### Records for the task
━━━━━━━━
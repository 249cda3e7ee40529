//! Priority-ordered resolution strategies.

use percent_encoding::{utf8_percent_encode, NON_ALPHANUMERIC};

use dealrelay_core::AppConfig;

use crate::client::AffiliateApiClient;
use crate::error::{AffiliateError, SoftFailure};

/// Placeholder token substituted with the percent-encoded product URL in
/// the portal template.
const URL_PLACEHOLDER: &str = "{{URL}}";

/// One way of minting a referral link. Strategies share a uniform
/// attempt contract: success yields the link, failure is soft and sends
/// the resolver to the next strategy.
enum Strategy {
    /// Remote link-generation API.
    Api(AffiliateApiClient),
    /// Portal template with a `{{URL}}` placeholder; a template without
    /// the placeholder is used verbatim (fixed personal link mode).
    Template(String),
    /// Prefix concatenated with the percent-encoded product URL.
    Prefix(String),
}

impl Strategy {
    fn name(&self) -> &'static str {
        match self {
            Strategy::Api(_) => "api",
            Strategy::Template(_) => "template",
            Strategy::Prefix(_) => "prefix",
        }
    }

    async fn attempt(&self, product_url: &str) -> Result<String, SoftFailure> {
        match self {
            Strategy::Api(client) => client.generate(product_url).await,
            Strategy::Template(template) => Ok(apply_template(template, product_url)),
            Strategy::Prefix(prefix) => Ok(format!("{prefix}{}", encode(product_url))),
        }
    }
}

/// Resolves product URLs to monetized referral links through the
/// configured strategies, in fixed priority order: API, template, prefix.
pub struct AffiliateResolver {
    strategies: Vec<Strategy>,
}

impl AffiliateResolver {
    /// Builds the strategy list from configuration. Unset parameters simply
    /// omit their strategy; an entirely unset configuration yields an empty
    /// resolver that fails every candidate.
    ///
    /// # Errors
    ///
    /// Returns [`AffiliateError::Http`] if the remote API client cannot be
    /// constructed.
    pub fn from_config(config: &AppConfig) -> Result<Self, AffiliateError> {
        let mut strategies = Vec::new();

        if let Some(endpoint) = &config.affiliate_api_endpoint {
            strategies.push(Strategy::Api(AffiliateApiClient::new(
                endpoint,
                config.affiliate_api_token.as_deref(),
                config.affiliate_api_timeout_secs,
            )?));
        }
        if let Some(template) = &config.affiliate_portal_link {
            strategies.push(Strategy::Template(template.clone()));
        }
        if let Some(prefix) = &config.affiliate_link_prefix {
            strategies.push(Strategy::Prefix(prefix.clone()));
        }

        Ok(Self { strategies })
    }

    #[must_use]
    pub fn is_empty(&self) -> bool {
        self.strategies.is_empty()
    }

    /// Attempts each strategy in priority order, first success wins.
    ///
    /// # Errors
    ///
    /// - [`AffiliateError::NoStrategies`] when nothing is configured.
    /// - [`AffiliateError::Exhausted`] when every strategy soft-failed.
    pub async fn resolve(&self, product_url: &str) -> Result<String, AffiliateError> {
        if self.strategies.is_empty() {
            return Err(AffiliateError::NoStrategies);
        }

        for strategy in &self.strategies {
            match strategy.attempt(product_url).await {
                Ok(link) => {
                    tracing::debug!(
                        strategy = strategy.name(),
                        url = %product_url,
                        "affiliate link resolved"
                    );
                    return Ok(link);
                }
                Err(soft) => {
                    tracing::warn!(
                        strategy = strategy.name(),
                        url = %product_url,
                        reason = %soft,
                        "affiliate strategy failed, falling through"
                    );
                }
            }
        }

        Err(AffiliateError::Exhausted {
            url: product_url.to_owned(),
        })
    }
}

/// Substitutes the percent-encoded product URL at the placeholder, or
/// returns the template verbatim when no placeholder is present.
fn apply_template(template: &str, product_url: &str) -> String {
    if template.contains(URL_PLACEHOLDER) {
        template.replace(URL_PLACEHOLDER, &encode(product_url))
    } else {
        template.to_owned()
    }
}

fn encode(url: &str) -> String {
    utf8_percent_encode(url, NON_ALPHANUMERIC).to_string()
}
━━━━━━━━
### Task directions
Every line with "encoded" in it should be copied from the entries.

### Written reply
/// Placeholder token substituted with the percent-encoded product URL in
    /// Prefix concatenated with the percent-encoded product URL.
/// Substitutes the percent-encoded product URL at the placeholder, or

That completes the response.